Niemand heeft gelijk
Inmiddels is de kroket niet meer weg te denken uit het Nederlandse eetlandschap, waar hij al tientallen jaren een topper is. Daarom is het eigenlijk best raar dat het Algemeen Dagblad, dat jaarlijks test waar je de beste oliebollen, koffie en friet van Nederland vindt, de kroket nog niet heeft ontdekt. Wat is nou een lekkere kroket? Daar zijn twee hoofdstromingen in. De één vindt dat een kroket stukjes vlees moet bevatten (zoals bijvoorbeeld de kroketten van Van Dobben), de ander vindt juist dat er draadjesvlees in hoort te zitten (zoals bij Kwekkeboom). Wie heeft er gelijk? Niemand natuurlijk! En ook wat dat betreft past de kroket dus perfect bij polderland Nederland. Opmerkelijk detail: de merken Kwekkeboom en Van Dobben zijn al een paar jaar
ondergebracht bij hetzelfde bedrijf.
Niet alleen vlees
Hoewel we bij het woord ‘kroket’ in de eerste plaats aan een vleessnack denken, omvat het Nederlandse krokettenlandschap aanzienlijk méér. Niet alleen eten we rundvlees-, kalfs- en kipkroketten, daarnaast zetten we ook graag onze tanden in garnalen- of kaaskroketjes, om nog maar te zwijgen van relatieve nieuwkomers als de snert- en de satékroket. Edwin Kats, patron-cuisinier van sterrenrestaurant Noble in Den Bosch, is de ongekroonde Koning van de Kroket.
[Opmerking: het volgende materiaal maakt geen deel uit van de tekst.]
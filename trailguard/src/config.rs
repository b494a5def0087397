use std::path::Path;

use anyhow::{Context, Result};
use config::{Config, Environment, File};
use tracing::*;
use trailguard_common::{TrailguardConfig, TrailguardConfigStore};

/// `TRAILGUARD_ABUSE_PROTECTION__MAX_REJECTIONS` overrides
/// `abuse_protection.max_rejections`
fn environment() -> Environment {
    Environment::with_prefix("TRAILGUARD")
        .prefix_separator("_")
        .separator("__")
        .try_parsing(true)
}

pub fn load_config(path: &Path) -> Result<TrailguardConfig> {
    load_config_with(path, environment())
}

fn load_config_with(path: &Path, environment: Environment) -> Result<TrailguardConfig> {
    let store: TrailguardConfigStore = Config::builder()
        .add_source(File::from(path))
        .add_source(environment)
        .build()
        .context("Could not load config")?
        .try_deserialize()
        .context("Could not parse config")?;

    let config = TrailguardConfig {
        store,
        paths_relative_to: path
            .parent()
            .map(Path::to_path_buf)
            .unwrap_or_default(),
    };
    config.validate().context("Invalid config")?;

    info!(
        "Using config: {path:?} (max rejections: {}, window: {:?}, history: {})",
        config.store.abuse_protection.max_rejections,
        config.store.abuse_protection.window,
        config.store.plausibility.history_len,
    );
    Ok(config)
}

#[cfg(test)]
mod tests {
    use std::collections::HashMap;
    use std::io::Write;

    use trailguard_common::BanExpiryPolicy;

    use super::*;

    fn load(path: &Path) -> Result<TrailguardConfig> {
        load_config_with(path, environment().source(Some(HashMap::new())))
    }

    fn write_config(contents: &str) -> tempfile::NamedTempFile {
        let mut file = tempfile::Builder::new().suffix(".yaml").tempfile().unwrap();
        file.write_all(contents.as_bytes()).unwrap();
        file
    }

    #[test]
    fn test_load_config_with_overrides() {
        let file = write_config(
            "abuse_protection:\n  max_rejections: 4\n  window: 2h\n  expiry_policy: plain\n",
        );
        let config = load(file.path()).unwrap();
        let abuse_protection = &config.store.abuse_protection;
        assert_eq!(abuse_protection.max_rejections, 4);
        assert_eq!(abuse_protection.window.as_secs(), 7200);
        assert_eq!(abuse_protection.expiry_policy, BanExpiryPolicy::Plain);
        assert_eq!(config.store.plausibility.history_len, 3);
        assert_eq!(Some(config.paths_relative_to.as_path()), file.path().parent());
    }

    #[test]
    fn test_load_config_rejects_invalid_values() {
        let file = write_config("plausibility:\n  history_len: 1\n");
        assert!(load(file.path()).is_err());
    }

    #[test]
    fn test_environment_overrides_use_single_underscore_prefix() {
        let file = write_config("abuse_protection:\n  max_rejections: 4\n");
        let variables = HashMap::from([
            (
                "TRAILGUARD_ABUSE_PROTECTION__MAX_REJECTIONS".to_owned(),
                "7".to_owned(),
            ),
            (
                "TRAILGUARD_PLAUSIBILITY__MAX_GROUND_SPEED_KMH".to_owned(),
                "120.5".to_owned(),
            ),
        ]);
        let config = load_config_with(file.path(), environment().source(Some(variables))).unwrap();
        assert_eq!(config.store.abuse_protection.max_rejections, 7);
        assert_eq!(config.store.plausibility.max_ground_speed_kmh, 120.5);
    }
}
mod config;
mod error;
pub mod helpers;
mod types;

pub use config::*;
pub use error::TrailguardError;
pub use types::*;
Hij schreef er al twee kookboeken over, die voor de liefhebber absolute aanraders zijn. Je vindt er de meest uiteenlopende recepten in, waaronder poepsjieke met kreeft en zelfs ganzenlever. En wie denkt dat een kroket beslist hartig moet zijn: ook zoete kroketten behoren tot Edwins repertoire. Echt, met de kroket kun je alle kanten uit!
Variatie in Almere
Natuurlijk zijn overal in Almere kroketten te krijgen. Wie echter iets meer wil dan de doorsnee snackbarkroket, gaat naar Grandfetaria in Poort om daar te genieten van de Bourgondiër, een ambachtelijke kroket met draadjesvlees: onwillekeurig doet hij je denken aan de kookkunst van je oma. Iets heel anders is de Crushi van restaurant Sake in Stad: een waar stukje fusion, met een combi van sushi en kroket. Een blijvertje? De tijd zal het leren.
Kaaskroketjes
Minder bekend, maar echt heel lekker en ook makkelijk te maken, zijn kaaskroketjes.
Probeer maar eens:
• 100 g Comté du Jura of Gruyère
• 20 g boter
• 20 g + 50 g bloem
• 1 dl volle melk
• zout, peper, nootmuskaat
• 1 ei
• paneermeel
• olie, liefst arachide
Kaas raspen. Op laag vuur boter laten smelten in een steelpan, 20 g bloem er doorheen roeren, 30 seconden laten garen, en er scheutje voor scheutje met een garde de melk door roeren tot een dikke bechamel ontstaat. Versgeraspte nootmuskaat en zwarte peper uit de molen toevoegen en er van het vuur af met kleine beetjes tegelijk snel de geraspte kaas doorroeren. Zout naar smaak erbij, en dan laten afkoelen.
Ei loskloppen met een paar druppels water. Acht of meer kroketjes (zonder barstjes!) draaien, deze achtereenvolgens door de bloem, door het ei, door het paneermeel, nog eens door het ei en nogmaals door het paneermeel halen. Op 180 graden goudbruin frituren, waarbij de kroketjes elkaar niet mogen raken.